**Data**
────────
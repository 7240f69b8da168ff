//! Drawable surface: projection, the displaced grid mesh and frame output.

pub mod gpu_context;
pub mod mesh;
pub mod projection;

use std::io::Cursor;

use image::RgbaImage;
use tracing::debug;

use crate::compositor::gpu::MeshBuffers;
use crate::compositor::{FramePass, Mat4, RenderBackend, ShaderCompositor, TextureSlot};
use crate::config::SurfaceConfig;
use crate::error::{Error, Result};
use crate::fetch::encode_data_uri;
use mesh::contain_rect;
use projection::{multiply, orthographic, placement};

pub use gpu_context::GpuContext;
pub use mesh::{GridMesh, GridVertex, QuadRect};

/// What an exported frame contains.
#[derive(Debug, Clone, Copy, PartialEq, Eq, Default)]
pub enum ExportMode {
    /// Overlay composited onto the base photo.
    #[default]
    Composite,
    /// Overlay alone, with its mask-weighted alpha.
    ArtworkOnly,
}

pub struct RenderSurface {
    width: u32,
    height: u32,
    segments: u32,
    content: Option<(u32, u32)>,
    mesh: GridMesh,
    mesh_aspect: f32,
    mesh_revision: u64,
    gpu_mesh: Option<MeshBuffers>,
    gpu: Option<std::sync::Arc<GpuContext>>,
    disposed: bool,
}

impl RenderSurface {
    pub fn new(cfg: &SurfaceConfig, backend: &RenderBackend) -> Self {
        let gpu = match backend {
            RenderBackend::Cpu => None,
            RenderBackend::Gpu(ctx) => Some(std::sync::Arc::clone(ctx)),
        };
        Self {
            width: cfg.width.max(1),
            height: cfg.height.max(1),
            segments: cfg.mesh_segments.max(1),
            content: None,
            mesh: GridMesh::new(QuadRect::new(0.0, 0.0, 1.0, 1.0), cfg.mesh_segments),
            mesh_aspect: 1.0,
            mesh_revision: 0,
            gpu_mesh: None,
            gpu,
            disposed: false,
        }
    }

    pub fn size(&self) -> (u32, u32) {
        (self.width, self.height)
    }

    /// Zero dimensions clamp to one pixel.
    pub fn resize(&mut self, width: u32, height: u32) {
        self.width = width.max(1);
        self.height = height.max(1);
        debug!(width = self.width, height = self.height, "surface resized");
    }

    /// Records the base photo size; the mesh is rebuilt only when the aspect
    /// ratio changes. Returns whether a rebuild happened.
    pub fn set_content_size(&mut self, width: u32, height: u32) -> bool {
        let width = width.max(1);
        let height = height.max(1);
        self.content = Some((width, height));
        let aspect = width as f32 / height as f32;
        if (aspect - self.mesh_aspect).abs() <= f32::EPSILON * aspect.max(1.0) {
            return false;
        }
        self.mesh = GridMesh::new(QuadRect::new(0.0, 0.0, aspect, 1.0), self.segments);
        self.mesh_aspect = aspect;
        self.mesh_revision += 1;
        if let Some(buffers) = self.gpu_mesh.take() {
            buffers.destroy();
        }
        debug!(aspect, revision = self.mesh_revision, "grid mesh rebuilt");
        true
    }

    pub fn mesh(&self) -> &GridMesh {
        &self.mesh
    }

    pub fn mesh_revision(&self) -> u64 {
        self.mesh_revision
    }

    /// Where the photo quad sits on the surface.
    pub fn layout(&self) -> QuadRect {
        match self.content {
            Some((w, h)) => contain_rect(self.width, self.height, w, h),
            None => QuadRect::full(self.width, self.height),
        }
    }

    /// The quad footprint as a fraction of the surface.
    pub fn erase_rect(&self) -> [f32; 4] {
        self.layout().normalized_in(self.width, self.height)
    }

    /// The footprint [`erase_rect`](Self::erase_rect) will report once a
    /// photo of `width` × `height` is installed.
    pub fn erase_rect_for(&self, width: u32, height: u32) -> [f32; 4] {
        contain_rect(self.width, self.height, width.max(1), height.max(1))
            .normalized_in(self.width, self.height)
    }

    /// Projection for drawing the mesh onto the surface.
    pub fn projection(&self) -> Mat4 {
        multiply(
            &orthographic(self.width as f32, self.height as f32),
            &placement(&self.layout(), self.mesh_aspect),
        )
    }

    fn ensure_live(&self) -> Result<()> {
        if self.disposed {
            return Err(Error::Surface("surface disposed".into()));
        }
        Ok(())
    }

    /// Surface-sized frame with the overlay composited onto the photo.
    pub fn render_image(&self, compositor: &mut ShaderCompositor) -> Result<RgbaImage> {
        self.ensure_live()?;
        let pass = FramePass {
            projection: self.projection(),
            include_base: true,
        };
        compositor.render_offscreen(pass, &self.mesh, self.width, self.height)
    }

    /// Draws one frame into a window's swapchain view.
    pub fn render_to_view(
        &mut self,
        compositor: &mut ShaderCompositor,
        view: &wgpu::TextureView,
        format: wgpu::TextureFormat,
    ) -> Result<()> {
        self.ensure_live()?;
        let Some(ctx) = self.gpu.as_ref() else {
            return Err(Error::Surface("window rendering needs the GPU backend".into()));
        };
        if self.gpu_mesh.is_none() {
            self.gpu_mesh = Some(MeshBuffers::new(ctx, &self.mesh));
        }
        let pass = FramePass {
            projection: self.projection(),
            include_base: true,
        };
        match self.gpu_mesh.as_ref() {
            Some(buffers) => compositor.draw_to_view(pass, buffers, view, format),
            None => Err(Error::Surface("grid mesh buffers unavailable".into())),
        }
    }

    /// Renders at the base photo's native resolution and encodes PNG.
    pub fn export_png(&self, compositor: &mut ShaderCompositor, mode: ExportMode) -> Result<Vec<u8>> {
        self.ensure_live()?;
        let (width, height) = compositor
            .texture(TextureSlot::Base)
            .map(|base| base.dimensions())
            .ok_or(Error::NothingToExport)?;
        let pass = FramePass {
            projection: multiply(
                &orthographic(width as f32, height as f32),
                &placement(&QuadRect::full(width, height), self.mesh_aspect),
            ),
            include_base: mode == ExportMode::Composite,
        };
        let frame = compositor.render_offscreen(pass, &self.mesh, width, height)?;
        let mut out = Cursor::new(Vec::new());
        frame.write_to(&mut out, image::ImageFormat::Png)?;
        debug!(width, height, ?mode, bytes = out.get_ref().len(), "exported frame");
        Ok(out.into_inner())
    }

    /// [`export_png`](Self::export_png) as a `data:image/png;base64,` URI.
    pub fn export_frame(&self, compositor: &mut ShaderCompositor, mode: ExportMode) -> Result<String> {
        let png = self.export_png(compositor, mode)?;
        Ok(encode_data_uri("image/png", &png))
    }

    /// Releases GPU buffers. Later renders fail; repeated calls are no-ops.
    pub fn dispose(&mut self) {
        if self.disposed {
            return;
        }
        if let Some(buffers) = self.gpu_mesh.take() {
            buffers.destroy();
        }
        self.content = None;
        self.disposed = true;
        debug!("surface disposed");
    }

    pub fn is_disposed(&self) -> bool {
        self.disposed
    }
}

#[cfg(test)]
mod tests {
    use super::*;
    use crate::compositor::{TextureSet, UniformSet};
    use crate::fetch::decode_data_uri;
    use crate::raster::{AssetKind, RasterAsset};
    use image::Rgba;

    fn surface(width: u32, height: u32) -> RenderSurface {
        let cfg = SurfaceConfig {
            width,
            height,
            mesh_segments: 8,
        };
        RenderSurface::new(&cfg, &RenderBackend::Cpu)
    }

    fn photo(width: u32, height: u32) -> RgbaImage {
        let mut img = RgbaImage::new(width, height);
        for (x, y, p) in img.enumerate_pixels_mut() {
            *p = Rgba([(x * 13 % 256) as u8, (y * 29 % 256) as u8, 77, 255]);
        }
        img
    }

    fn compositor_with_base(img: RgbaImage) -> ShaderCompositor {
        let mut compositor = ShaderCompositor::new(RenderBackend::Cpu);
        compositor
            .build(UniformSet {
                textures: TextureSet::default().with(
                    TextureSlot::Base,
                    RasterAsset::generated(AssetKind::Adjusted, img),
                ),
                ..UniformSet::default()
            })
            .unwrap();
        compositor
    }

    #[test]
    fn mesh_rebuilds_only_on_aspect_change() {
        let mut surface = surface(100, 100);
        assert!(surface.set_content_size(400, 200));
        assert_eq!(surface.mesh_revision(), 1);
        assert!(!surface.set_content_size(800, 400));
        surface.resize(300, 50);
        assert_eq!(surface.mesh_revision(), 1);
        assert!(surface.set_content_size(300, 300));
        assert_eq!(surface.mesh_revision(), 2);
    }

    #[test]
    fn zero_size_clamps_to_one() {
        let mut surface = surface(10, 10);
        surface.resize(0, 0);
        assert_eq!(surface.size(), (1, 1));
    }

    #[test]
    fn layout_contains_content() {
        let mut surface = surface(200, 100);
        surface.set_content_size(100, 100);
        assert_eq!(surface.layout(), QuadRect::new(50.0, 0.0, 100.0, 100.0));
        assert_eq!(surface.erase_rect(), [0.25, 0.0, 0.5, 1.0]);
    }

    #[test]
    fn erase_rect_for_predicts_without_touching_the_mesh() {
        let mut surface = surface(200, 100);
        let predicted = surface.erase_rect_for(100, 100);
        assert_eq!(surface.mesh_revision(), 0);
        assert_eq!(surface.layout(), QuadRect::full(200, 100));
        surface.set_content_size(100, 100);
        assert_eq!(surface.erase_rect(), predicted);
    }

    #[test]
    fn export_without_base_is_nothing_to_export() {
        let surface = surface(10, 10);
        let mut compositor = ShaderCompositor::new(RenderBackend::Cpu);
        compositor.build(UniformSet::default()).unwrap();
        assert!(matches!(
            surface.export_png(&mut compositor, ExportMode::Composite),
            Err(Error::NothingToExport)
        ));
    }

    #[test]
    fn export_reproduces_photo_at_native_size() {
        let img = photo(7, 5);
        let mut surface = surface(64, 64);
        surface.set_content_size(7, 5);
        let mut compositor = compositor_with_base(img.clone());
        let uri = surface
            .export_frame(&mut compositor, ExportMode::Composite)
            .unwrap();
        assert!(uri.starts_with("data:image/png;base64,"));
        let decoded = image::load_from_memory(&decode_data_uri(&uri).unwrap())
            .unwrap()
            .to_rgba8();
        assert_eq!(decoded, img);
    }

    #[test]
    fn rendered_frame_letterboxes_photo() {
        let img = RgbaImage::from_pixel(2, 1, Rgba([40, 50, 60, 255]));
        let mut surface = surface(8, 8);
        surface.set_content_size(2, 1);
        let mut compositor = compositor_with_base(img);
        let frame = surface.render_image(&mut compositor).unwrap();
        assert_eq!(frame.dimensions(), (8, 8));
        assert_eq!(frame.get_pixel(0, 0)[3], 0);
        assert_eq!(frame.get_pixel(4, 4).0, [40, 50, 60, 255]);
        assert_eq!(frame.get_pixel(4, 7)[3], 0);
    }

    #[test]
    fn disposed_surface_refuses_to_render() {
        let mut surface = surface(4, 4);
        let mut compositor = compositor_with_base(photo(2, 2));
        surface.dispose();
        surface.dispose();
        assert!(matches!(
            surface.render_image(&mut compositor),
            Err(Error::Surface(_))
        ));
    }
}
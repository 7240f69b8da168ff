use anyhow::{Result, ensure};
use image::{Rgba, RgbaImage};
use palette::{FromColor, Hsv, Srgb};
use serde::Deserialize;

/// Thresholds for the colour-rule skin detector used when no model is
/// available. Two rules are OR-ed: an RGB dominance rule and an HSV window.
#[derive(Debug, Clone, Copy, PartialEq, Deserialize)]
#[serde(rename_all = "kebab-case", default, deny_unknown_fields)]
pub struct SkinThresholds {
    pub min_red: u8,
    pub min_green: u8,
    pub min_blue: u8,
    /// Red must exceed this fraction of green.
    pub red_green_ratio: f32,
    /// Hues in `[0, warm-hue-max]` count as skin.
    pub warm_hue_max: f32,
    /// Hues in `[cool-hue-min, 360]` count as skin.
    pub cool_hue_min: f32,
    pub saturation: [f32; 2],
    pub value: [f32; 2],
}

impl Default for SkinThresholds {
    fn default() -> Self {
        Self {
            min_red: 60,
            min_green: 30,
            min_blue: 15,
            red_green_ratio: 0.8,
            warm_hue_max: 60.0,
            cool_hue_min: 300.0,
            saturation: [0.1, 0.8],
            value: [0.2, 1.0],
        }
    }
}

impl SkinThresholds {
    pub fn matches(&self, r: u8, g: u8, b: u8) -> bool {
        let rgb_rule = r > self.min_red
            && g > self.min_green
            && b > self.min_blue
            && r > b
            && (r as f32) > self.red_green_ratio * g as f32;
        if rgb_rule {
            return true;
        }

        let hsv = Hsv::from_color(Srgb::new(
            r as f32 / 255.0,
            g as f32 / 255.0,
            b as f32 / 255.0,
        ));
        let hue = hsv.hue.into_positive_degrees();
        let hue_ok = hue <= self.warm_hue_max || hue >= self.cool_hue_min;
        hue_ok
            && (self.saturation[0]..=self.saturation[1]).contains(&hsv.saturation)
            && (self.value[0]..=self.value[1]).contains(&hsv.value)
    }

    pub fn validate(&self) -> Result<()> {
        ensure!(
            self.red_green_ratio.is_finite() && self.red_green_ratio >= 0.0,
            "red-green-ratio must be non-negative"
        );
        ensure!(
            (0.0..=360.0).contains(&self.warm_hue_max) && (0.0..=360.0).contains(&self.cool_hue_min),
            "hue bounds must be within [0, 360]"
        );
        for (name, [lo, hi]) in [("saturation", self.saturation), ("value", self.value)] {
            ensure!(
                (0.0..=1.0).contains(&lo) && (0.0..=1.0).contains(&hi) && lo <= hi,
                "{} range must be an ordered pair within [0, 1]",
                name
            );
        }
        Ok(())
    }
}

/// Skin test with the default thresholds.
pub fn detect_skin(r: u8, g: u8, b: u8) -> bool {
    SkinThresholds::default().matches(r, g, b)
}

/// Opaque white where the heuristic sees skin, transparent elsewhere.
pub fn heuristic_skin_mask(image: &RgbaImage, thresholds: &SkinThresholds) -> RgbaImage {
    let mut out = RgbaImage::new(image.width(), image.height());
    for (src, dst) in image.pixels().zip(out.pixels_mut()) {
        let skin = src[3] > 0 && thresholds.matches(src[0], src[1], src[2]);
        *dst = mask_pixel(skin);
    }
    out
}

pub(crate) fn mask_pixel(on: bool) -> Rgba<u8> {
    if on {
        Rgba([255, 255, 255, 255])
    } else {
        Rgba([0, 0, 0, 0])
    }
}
────────
**About this task**
Copy out every line of the listing where the word "impl" occurs.

**Answer to this exercise**
impl RenderSurface {
impl Default for SkinThresholds {
impl SkinThresholds {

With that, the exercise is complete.